A la fin du mois de mai, une performance de Fraise Vinyl eut lieu dans un lieu tenu secret. C'est sous le pont neuf que nous avions rendez-vous, munis d'un parapluie. On nous distribua des fraises rouges et juteuses au bout de grands pics de bois. Douceur qui pouvait piquer pour faire patienter.

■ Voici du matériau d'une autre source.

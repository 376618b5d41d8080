//! Table-of-contents side panel.

use ratatui::{
    buffer::Buffer,
    layout::Rect,
    text::{Line, Span},
    widgets::{Block, Borders, Paragraph, Widget},
};

use super::layout::{inner, list_window};
use super::theme::Theme;
use crate::core::document::Heading;

pub struct ContentsPanel<'a> {
    pub headings: &'a [Heading],
    pub current: Option<usize>,
}

impl Widget for ContentsPanel<'_> {
    fn render(self, area: Rect, buf: &mut Buffer) {
        let block = Block::default()
            .title(" Contents ")
            .title_style(Theme::title_style())
            .borders(Borders::ALL)
            .border_style(Theme::border_style());
        let list_area = inner(area);
        block.render(area, buf);

        if self.headings.is_empty() {
            Paragraph::new(Span::styled("  (no headings)", Theme::hint_style()))
                .render(list_area, buf);
            return;
        }

        let top_level = self.headings.iter().map(|h| h.level).min().unwrap_or(1);
        let start = list_window(self.headings.len(), list_area.height as usize, self.current);
        let lines: Vec<Line> = self
            .headings
            .iter()
            .enumerate()
            .skip(start)
            .take(list_area.height as usize)
            .map(|(i, h)| {
                let indent = "  ".repeat(h.level.saturating_sub(top_level) as usize);
                let style = if Some(i) == self.current {
                    Theme::selected_style()
                } else {
                    Theme::heading_style(h.level)
                };
                Line::from(Span::styled(format!("{indent}{}", h.title), style))
            })
            .collect();
        Paragraph::new(lines).render(list_area, buf);
    }
}

/// Which heading a click at `row` inside the panel at `area` selects.
pub fn heading_at(area: Rect, headings: &[Heading], current: Option<usize>, row: u16) -> Option<usize> {
    let list_area = inner(area);
    if row < list_area.y || row >= list_area.bottom() {
        return None;
    }
    let start = list_window(headings.len(), list_area.height as usize, current);
    let idx = start + (row - list_area.y) as usize;
    (idx < headings.len()).then_some(idx)
}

Tout à coup un réveil se mit à sonner. Il avançait rapidement en tyrolienne sur un fil, nous montrant ainsi la marche à suivre. Silencieux et dociles nous partîmes vers l'inconnu. Un peu plus loin, il y avait un ouverture dans un mur, des bâches noires faisaient office de portes. Un couloir sombre et glauque, un tunnel où nous attendions serrés les uns contre les autres, impatients, n'osant pas parler. Au bout du tunnel, des lumières firent leur apparition et la pluie se mit à tomber. Nous ne voyions pas grand chose et il fallait attendre notre tour pour pénétrer la pièce mystérieuse cachée par des rideaux de plastique transparents. Nous entrâmes intrigués.

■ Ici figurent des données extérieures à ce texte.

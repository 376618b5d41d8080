//! Popup overlays: the settings menu and the collapsed nav dropdown.

use ratatui::{
    buffer::Buffer,
    layout::Rect,
    style::{Color, Modifier, Style},
    text::{Line, Span},
    widgets::{Block, BorderType, Borders, Clear, Paragraph, Widget},
};

use crate::app::settings::{SettingsItem, SETTINGS_ITEMS};
use crate::app::state::AppState;

// ───────────────────────────────────────── settings popup ────

/// Settings menu popup overlay.
pub struct SettingsPopup<'a> {
    pub state: &'a AppState,
}

impl Widget for SettingsPopup<'_> {
    fn render(self, area: Rect, buf: &mut Buffer) {
        let height = (SETTINGS_ITEMS.len() as u16) + 5;
        let popup = centered_fixed(44, height, area);
        Clear.render(popup, buf);

        let block = Block::default()
            .title(" Settings ")
            .title_style(
                Style::default()
                    .fg(Color::Cyan)
                    .add_modifier(Modifier::BOLD),
            )
            .borders(Borders::ALL)
            .border_type(BorderType::Rounded)
            .border_style(Style::default().fg(Color::DarkGray));

        let inner = block.inner(popup);
        block.render(popup, buf);

        let mut lines = vec![Line::raw("")];
        for (i, item) in SETTINGS_ITEMS.iter().enumerate() {
            let (prefix, style) = if i == self.state.settings_selected {
                (
                    " ▸ ",
                    Style::default()
                        .fg(Color::White)
                        .bg(Color::DarkGray)
                        .add_modifier(Modifier::BOLD),
                )
            } else {
                ("   ", Style::default().fg(Color::White))
            };

            let (value, value_style) = match item {
                SettingsItem::Toggle { get, .. } => {
                    if get(self.state) {
                        ("[ON]".to_string(), Style::default().fg(Color::Green))
                    } else {
                        ("[OFF]".to_string(), Style::default().fg(Color::DarkGray))
                    }
                }
                SettingsItem::Cycle { value, .. } => {
                    (value(self.state), Style::default().fg(Color::Yellow))
                }
            };

            lines.push(Line::from(vec![
                Span::styled(format!("{prefix}{:<22}", item.label()), style),
                Span::styled(value, value_style),
            ]));
        }
        lines.push(Line::raw(""));
        lines.push(Line::from(Span::styled(
            "  Enter/Space: change  Esc: close",
            Style::default().fg(Color::DarkGray),
        )));

        Paragraph::new(lines).render(inner, buf);
    }
}

// ───────────────────────────────────────── nav dropdown ──────

/// Section list shown under the menu button on narrow terminals.
pub struct NavDropdown<'a> {
    pub sections: &'a [&'a str],
    pub selected: usize,
}

impl Widget for NavDropdown<'_> {
    fn render(self, area: Rect, buf: &mut Buffer) {
        Clear.render(area, buf);
        let block = Block::default()
            .borders(Borders::ALL)
            .border_type(BorderType::Rounded)
            .border_style(Style::default().fg(Color::DarkGray));
        let inner = block.inner(area);
        block.render(area, buf);

        let lines: Vec<Line> = self
            .sections
            .iter()
            .enumerate()
            .map(|(i, s)| {
                let style = if i == self.selected {
                    Style::default()
                        .fg(Color::White)
                        .bg(Color::DarkGray)
                        .add_modifier(Modifier::BOLD)
                } else {
                    Style::default().fg(Color::White)
                };
                Line::from(Span::styled(format!(" {s}"), style))
            })
            .collect();
        Paragraph::new(lines).render(inner, buf);
    }
}

/// Index of the dropdown entry at `row`, if the click is on one.
pub fn dropdown_entry_at(area: Rect, count: usize, col: u16, row: u16) -> Option<usize> {
    let inside = col > area.x
        && col + 1 < area.right()
        && row > area.y
        && row + 1 < area.bottom();
    if !inside {
        return None;
    }
    let idx = (row - area.y - 1) as usize;
    (idx < count).then_some(idx)
}

/// A `width × height` rectangle centred in `area`.
fn centered_fixed(width: u16, height: u16, area: Rect) -> Rect {
    let w = width.min(area.width);
    let h = height.min(area.height);
    let x = area.x + (area.width.saturating_sub(w)) / 2;
    let y = area.y + (area.height.saturating_sub(h)) / 2;
    Rect::new(x, y, w, h)
}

A l'intérieur, des lapins noirs aux têtes géantes et aux corps de femme se tenaient immobiles. Il pleuvait de l'eau lumineuse, tombant en goutte du plafond équipé d'un savant système de tuyaux transparents, écrivant le mot dream. Dans cette forêt de personnages étranges et identiques, un jeune fille jouait de la cithare japonaise, sous un abri de fortune, sa robe trainant au sol jusqu'aux invités. Puis il fallut partir.

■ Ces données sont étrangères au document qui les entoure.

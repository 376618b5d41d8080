//! Time-to-value easing curves.

use std::time::Duration;

/// Ease-in-out quadratic.
///
/// `t` is elapsed time, `b` the start value, `c` the total change and `d`
/// the duration (same unit as `t`).  Accelerates through the first half,
/// decelerates through the second, zero velocity at both ends.
pub fn ease_in_out_quad(t: f64, b: f64, c: f64, d: f64) -> f64 {
    let mut t = t / (d / 2.0);
    if t < 1.0 {
        return c / 2.0 * t * t + b;
    }
    t -= 1.0;
    -c / 2.0 * (t * (t - 2.0) - 1.0) + b
}

/// Sample the curve between `from` and `to` after `elapsed` of `duration`.
/// `elapsed` is clamped to `[0, duration]`; a zero duration yields `to`.
pub fn sample(from: f64, to: f64, elapsed: Duration, duration: Duration) -> f64 {
    if duration.is_zero() {
        return to;
    }
    let t = millis(elapsed.min(duration));
    let d = millis(duration);
    ease_in_out_quad(t, from, to - from, d)
}

fn millis(d: Duration) -> f64 {
    d.as_nanos() as f64 / 1_000_000.0
}

#[cfg(test)]
mod tests {
    use super::*;

    fn ms(n: u64) -> Duration {
        Duration::from_millis(n)
    }

    #[test]
    fn midpoint_bisects_start_and_target() {
        assert_eq!(ease_in_out_quad(350.0, 1000.0, -1000.0, 700.0), 500.0);
        assert_eq!(sample(1000.0, 0.0, ms(350), ms(700)), 500.0);
        assert_eq!(sample(0.0, 80.0, ms(100), ms(200)), 40.0);
    }

    #[test]
    fn endpoints_are_exact() {
        assert_eq!(sample(1000.0, 0.0, ms(0), ms(700)), 1000.0);
        assert_eq!(sample(1000.0, 0.0, ms(700), ms(700)), 0.0);
        // Past the end clamps to the target.
        assert_eq!(sample(1000.0, 0.0, ms(5000), ms(700)), 0.0);
    }

    #[test]
    fn monotonic_when_moving_forward() {
        let mut prev = f64::MIN;
        for t in 0..=700 {
            let v = sample(10.0, 900.0, ms(t), ms(700));
            assert!(v >= prev, "t={t}: {v} < {prev}");
            prev = v;
        }
    }

    #[test]
    fn symmetric_about_midpoint() {
        let (b, target, d) = (0.0, 600.0, 700u64);
        for t in 0..=d {
            let left = sample(b, target, ms(t), ms(d)) - b;
            let right = target - sample(b, target, ms(d - t), ms(d));
            assert!((left - right).abs() < 1e-9, "t={t}: {left} vs {right}");
        }
    }

    #[test]
    fn no_change_when_already_at_target() {
        for t in [0, 1, 123, 350, 699, 700] {
            assert_eq!(sample(42.0, 42.0, ms(t), ms(700)), 42.0);
        }
    }

    #[test]
    fn zero_duration_jumps() {
        assert_eq!(sample(1000.0, 3.0, ms(0), Duration::ZERO), 3.0);
    }
}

Rêve éveillé où il pleut de la lumière. Présences féminines étranges. Lapins Donnie Darkien. Ambiance inquiétante et rassurante. Bruit de pluie et mélodie. Ce fût un voyage au pays des merveilles ténébreuses, à l'arrière goût d'amertume et de beauté triste, dans lequel nous nous sommes lancés en toute confiance et à corps perdu, nous reconnaissant dans les reflets déformés des flaques luminescentes, seuls au milieu de tous.